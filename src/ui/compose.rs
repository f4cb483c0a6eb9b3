use ratatui::layout::{Constraint, Direction, Layout, Rect};
use ratatui::style::{Color, Modifier, Style};
use ratatui::text::{Line, Span, Text};
use ratatui::widgets::{Block, Borders, Paragraph, Wrap};
use ratatui::Frame;

use crate::app::App;
use crate::types::Rating;

pub fn render(frame: &mut Frame, app: &App, area: Rect) {
    let Some(compose) = &app.compose else {
        return;
    };

    let chunks = Layout::default()
        .direction(Direction::Vertical)
        .constraints([Constraint::Length(3), Constraint::Min(0)])
        .split(area);

    let filled = usize::from(compose.rating.value());
    let empty = usize::from(Rating::MAX) - filled;
    let stars = Line::from(vec![
        Span::styled("*".repeat(filled), Style::default().fg(Color::Yellow)),
        Span::styled(".".repeat(empty), Style::default().fg(Color::DarkGray)),
        Span::raw("  "),
        Span::styled(
            compose.rating.to_string(),
            Style::default().add_modifier(Modifier::BOLD),
        ),
    ]);
    let rating = Paragraph::new(stars).block(
        Block::default()
            .borders(Borders::ALL)
            .title(format!(" Rating for {} ", compose.title)),
    );
    frame.render_widget(rating, chunks[0]);

    let border = if compose.submitting {
        Style::default().fg(Color::DarkGray)
    } else {
        Style::default().fg(Color::Yellow)
    };
    let mut text = Text::raw(compose.text.as_str());
    if !compose.submitting {
        text.push_span(Span::styled("_", Style::default().fg(Color::Yellow)));
    }
    let title = if compose.submitting {
        " Review (submitting...) "
    } else {
        " Review "
    };
    let body = Paragraph::new(text)
        .wrap(Wrap { trim: false })
        .block(
            Block::default()
                .borders(Borders::ALL)
                .border_style(border)
                .title(title),
        );
    frame.render_widget(body, chunks[1]);
}
//! View history and back-request arbitration.
//!
//! The [`Navigator`] owns the stack of open views. Structural changes reach
//! it in two ways:
//!
//! - the back key is arbitrated synchronously by [`Navigator::handle_back`],
//!   guarded by a lock that is only released at the next render frame;
//! - everything else is scheduled through a [`Debouncer`], which delivers
//!   the last command of a burst onto the app's action channel. That channel
//!   has a single consumer, so commands are applied strictly one at a time.

use std::time::Duration;

use tokio::sync::mpsc;
use tokio_util::sync::CancellationToken;
use tracing::debug;

#[derive(Debug, Clone, PartialEq, Eq)]
pub enum View {
    Home,
    Details { movie_id: u64 },
    ComposeReview { movie_id: u64, title: String },
}

#[derive(Debug, Clone, Copy, PartialEq, Eq, Default)]
pub enum Tab {
    #[default]
    Primary,
    Search,
}

impl Tab {
    pub const ALL: [Tab; 2] = [Tab::Primary, Tab::Search];

    pub fn as_str(&self) -> &'static str {
        match self {
            Tab::Primary => "primary",
            Tab::Search => "search",
        }
    }

    pub fn title(&self) -> &'static str {
        match self {
            Tab::Primary => "Popular",
            Tab::Search => "Search",
        }
    }

    pub fn next(self) -> Tab {
        match self {
            Tab::Primary => Tab::Search,
            Tab::Search => Tab::Primary,
        }
    }
}

/// A navigation intent, applied by [`Navigator::apply`].
#[derive(Debug, Clone, PartialEq, Eq)]
pub enum NavCommand {
    Back,
    OpenDetails { movie_id: u64 },
    OpenCompose { movie_id: u64, title: String },
    SwitchTab(Tab),
}

#[derive(Debug, Clone)]
pub struct Navigator {
    stack: Vec<View>,
    tab_history: Vec<Tab>,
    active_tab: Tab,
    back_lock: bool,
}

impl Default for Navigator {
    fn default() -> Self {
        Self::new()
    }
}

impl Navigator {
    pub fn new() -> Self {
        Self {
            stack: vec![View::Home],
            tab_history: Vec::new(),
            active_tab: Tab::default(),
            back_lock: false,
        }
    }

    pub fn current(&self) -> &View {
        static ROOT: View = View::Home;
        self.stack.last().unwrap_or(&ROOT)
    }

    pub fn stack(&self) -> &[View] {
        &self.stack
    }

    pub fn active_tab(&self) -> Tab {
        self.active_tab
    }

    #[cfg(test)]
    pub fn tab_history(&self) -> &[Tab] {
        &self.tab_history
    }

    #[cfg(test)]
    pub fn is_back_locked(&self) -> bool {
        self.back_lock
    }

    pub fn at_home(&self) -> bool {
        matches!(self.current(), View::Home)
    }

    pub fn push(&mut self, view: View) {
        debug!(?view, depth = self.stack.len() + 1, "push view");
        self.stack.push(view);
    }

    /// Remove the top view. The root `Home` view is never removed.
    pub fn pop(&mut self) -> Option<View> {
        if self.stack.len() <= 1 {
            return None;
        }
        let view = self.stack.pop();
        debug!(?view, depth = self.stack.len(), "pop view");
        view
    }

    /// Switch the home tab, remembering the previous one for back navigation.
    /// Only meaningful while `Home` is on top.
    pub fn set_tab(&mut self, tab: Tab) -> bool {
        if !self.at_home() || tab == self.active_tab {
            return false;
        }
        self.tab_history.push(self.active_tab);
        self.active_tab = tab;
        debug!(tab = tab.as_str(), history = self.tab_history.len(), "switch tab");
        true
    }

    /// Arbitrate a back request. `true` means it was consumed; `false` means
    /// nothing is left to go back to and the caller should apply its default
    /// (quitting).
    ///
    /// The lock taken here is released by [`on_frame`](Self::on_frame), so a
    /// burst of back presses within one frame mutates the stack at most once.
    pub fn handle_back(&mut self) -> bool {
        if self.back_lock {
            debug!("back request ignored: lock held");
            return true;
        }
        self.back_lock = true;

        if !self.at_home() {
            self.pop();
            return true;
        }

        if let Some(tab) = self.tab_history.pop() {
            debug!(tab = tab.as_str(), "restore previous tab");
            self.active_tab = tab;
            return true;
        }

        false
    }

    /// Render-frame boundary.
    pub fn on_frame(&mut self) {
        self.back_lock = false;
    }

    /// Apply a scheduled command. Returns whether the visible view changed.
    pub fn apply(&mut self, command: NavCommand) -> bool {
        match command {
            NavCommand::Back => self.pop().is_some(),
            NavCommand::OpenDetails { movie_id } => {
                self.push(View::Details { movie_id });
                true
            }
            NavCommand::OpenCompose { movie_id, title } => {
                self.push(View::ComposeReview { movie_id, title });
                true
            }
            NavCommand::SwitchTab(tab) => self.set_tab(tab),
        }
    }
}

/// Delays messages so that only the last of a rapid burst is delivered.
///
/// Each scheduled message is stamped with a sequence number. Scheduling
/// cancels the pending timer, and [`accept`](Self::accept) rejects anything
/// that is not the latest, so a message that was already queued when it got
/// superseded is still discarded by the consumer.
pub struct Debouncer<M: Send + 'static> {
    window: Duration,
    tx: mpsc::UnboundedSender<M>,
    seq: u64,
    pending: Option<CancellationToken>,
}

impl<M: Send + 'static> Debouncer<M> {
    pub fn new(window: Duration, tx: mpsc::UnboundedSender<M>) -> Self {
        Self {
            window,
            tx,
            seq: 0,
            pending: None,
        }
    }

    #[cfg(test)]
    pub fn is_pending(&self) -> bool {
        self.pending.is_some()
    }

    /// Schedule `make(seq)` to be sent after the debounce window, superseding
    /// whatever is pending.
    pub fn schedule(&mut self, make: impl FnOnce(u64) -> M) {
        self.cancel();
        self.seq += 1;

        let message = make(self.seq);
        let cancel = CancellationToken::new();
        self.pending = Some(cancel.clone());

        let tx = self.tx.clone();
        let window = self.window;
        tokio::spawn(async move {
            tokio::select! {
                _ = cancel.cancelled() => {}
                _ = tokio::time::sleep(window) => {
                    tx.send(message).ok();
                }
            }
        });
    }

    /// Called by the consumer on delivery. Only the latest sequence number is
    /// accepted; accepting it clears the pending slot.
    pub fn accept(&mut self, seq: u64) -> bool {
        if seq != self.seq || self.pending.is_none() {
            debug!(seq, latest = self.seq, "dropping superseded message");
            return false;
        }
        self.pending = None;
        true
    }

    pub fn cancel(&mut self) {
        if let Some(cancel) = self.pending.take() {
            cancel.cancel();
        }
    }
}

impl<M: Send + 'static> Drop for Debouncer<M> {
    fn drop(&mut self) {
        self.cancel();
    }
}

#[cfg(test)]
mod tests {
    use super::*;

    #[test]
    fn starts_at_home_on_primary_tab() {
        let nav = Navigator::new();
        assert_eq!(nav.stack(), &[View::Home]);
        assert_eq!(nav.active_tab(), Tab::Primary);
        assert!(nav.tab_history().is_empty());
        assert!(!nav.is_back_locked());
    }

    #[test]
    fn pop_on_root_is_noop() {
        let mut nav = Navigator::new();
        assert!(nav.pop().is_none());
        assert_eq!(nav.stack(), &[View::Home]);
    }

    #[test]
    fn back_requests_within_one_frame_mutate_once() {
        let mut nav = Navigator::new();
        nav.push(View::Details { movie_id: 1 });
        nav.push(View::Details { movie_id: 2 });

        assert!(nav.handle_back());
        assert!(nav.handle_back());
        assert_eq!(nav.stack().len(), 2);

        nav.on_frame();
        assert!(nav.handle_back());
        assert_eq!(nav.stack(), &[View::Home]);
    }

    #[test]
    fn back_restores_previous_tab() {
        let mut nav = Navigator::new();
        assert!(nav.set_tab(Tab::Search));
        assert_eq!(nav.tab_history(), &[Tab::Primary]);

        assert!(nav.handle_back());
        assert_eq!(nav.active_tab(), Tab::Primary);
        assert!(nav.tab_history().is_empty());
    }

    #[test]
    fn back_from_compose_and_details_returns_home() {
        let mut nav = Navigator::new();
        nav.push(View::Details { movie_id: 42 });
        nav.push(View::ComposeReview {
            movie_id: 42,
            title: "Title".into(),
        });

        assert!(nav.handle_back());
        nav.on_frame();
        assert_eq!(nav.current(), &View::Details { movie_id: 42 });
        assert!(nav.handle_back());
        nav.on_frame();

        assert_eq!(nav.stack(), &[View::Home]);
    }

    #[test]
    fn back_at_root_with_no_history_propagates() {
        let mut nav = Navigator::new();
        assert!(!nav.handle_back());
        assert_eq!(nav.stack(), &[View::Home]);
    }

    #[test]
    fn set_tab_same_tab_is_noop() {
        let mut nav = Navigator::new();
        assert!(!nav.set_tab(Tab::Primary));
        assert!(nav.tab_history().is_empty());
    }

    #[test]
    fn set_tab_ignored_away_from_home() {
        let mut nav = Navigator::new();
        nav.push(View::Details { movie_id: 7 });
        assert!(!nav.set_tab(Tab::Search));
        assert_eq!(nav.active_tab(), Tab::Primary);
    }

    #[test]
    fn stack_back_takes_priority_over_tab_history() {
        let mut nav = Navigator::new();
        nav.set_tab(Tab::Search);
        nav.push(View::Details { movie_id: 3 });

        assert!(nav.handle_back());
        nav.on_frame();
        assert_eq!(nav.stack(), &[View::Home]);
        assert_eq!(nav.active_tab(), Tab::Search);

        assert!(nav.handle_back());
        assert_eq!(nav.active_tab(), Tab::Primary);
    }

    #[test]
    fn apply_commands() {
        let mut nav = Navigator::new();
        assert!(nav.apply(NavCommand::OpenDetails { movie_id: 5 }));
        assert!(nav.apply(NavCommand::OpenCompose {
            movie_id: 5,
            title: "Alien".into()
        }));
        assert_eq!(nav.stack().len(), 3);
        assert!(nav.apply(NavCommand::Back));
        assert!(nav.apply(NavCommand::Back));
        assert!(!nav.apply(NavCommand::Back));
        assert!(nav.apply(NavCommand::SwitchTab(Tab::Search)));
        assert_eq!(nav.active_tab(), Tab::Search);
    }

    #[tokio::test(start_paused = true)]
    async fn debouncer_delivers_only_the_last_of_a_burst() {
        let (tx, mut rx) = mpsc::unbounded_channel();
        let mut debouncer = Debouncer::new(Duration::from_millis(100), tx);

        debouncer.schedule(|seq| (seq, "details"));
        debouncer.schedule(|seq| (seq, "compose"));
        debouncer.schedule(|seq| (seq, "back"));

        tokio::time::sleep(Duration::from_millis(150)).await;

        let (seq, label) = rx.try_recv().unwrap();
        assert_eq!(label, "back");
        assert!(debouncer.accept(seq));
        assert!(rx.try_recv().is_err());
        assert!(!debouncer.is_pending());
    }

    #[tokio::test(start_paused = true)]
    async fn debouncer_waits_for_the_window() {
        let (tx, mut rx) = mpsc::unbounded_channel();
        let mut debouncer = Debouncer::new(Duration::from_millis(100), tx);

        debouncer.schedule(|seq| seq);
        tokio::time::sleep(Duration::from_millis(50)).await;
        assert!(rx.try_recv().is_err());

        tokio::time::sleep(Duration::from_millis(60)).await;
        assert_eq!(rx.try_recv().unwrap(), 1);
    }

    #[tokio::test(start_paused = true)]
    async fn superseded_message_already_queued_is_rejected() {
        let (tx, mut rx) = mpsc::unbounded_channel();
        let mut debouncer = Debouncer::new(Duration::from_millis(100), tx);

        debouncer.schedule(|seq| seq);
        tokio::time::sleep(Duration::from_millis(150)).await;
        // Delivered but not yet consumed when the next one is scheduled.
        debouncer.schedule(|seq| seq);

        let stale = rx.try_recv().unwrap();
        assert!(!debouncer.accept(stale));

        tokio::time::sleep(Duration::from_millis(150)).await;
        let latest = rx.try_recv().unwrap();
        assert!(debouncer.accept(latest));
    }

    #[tokio::test(start_paused = true)]
    async fn cancelled_debouncer_delivers_nothing() {
        let (tx, mut rx) = mpsc::unbounded_channel::<u64>();
        let mut debouncer = Debouncer::new(Duration::from_millis(100), tx);

        debouncer.schedule(|seq| seq);
        debouncer.cancel();
        tokio::time::sleep(Duration::from_millis(200)).await;
        assert!(rx.try_recv().is_err());

        debouncer.schedule(|seq| seq);
        drop(debouncer);
        tokio::time::sleep(Duration::from_millis(200)).await;
        assert!(rx.try_recv().is_err());
    }
}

Your goal >>
Print exactly the lines above from the one with "debounce window, superseding" to the one with "let cancel = CancellationToken::new();", including both.

Exercise response >>
    /// Schedule `make(seq)` to be sent after the debounce window, superseding
    /// whatever is pending.
    pub fn schedule(&mut self, make: impl FnOnce(u64) -> M) {
        self.cancel();
        self.seq += 1;

        let message = make(self.seq);
        let cancel = CancellationToken::new();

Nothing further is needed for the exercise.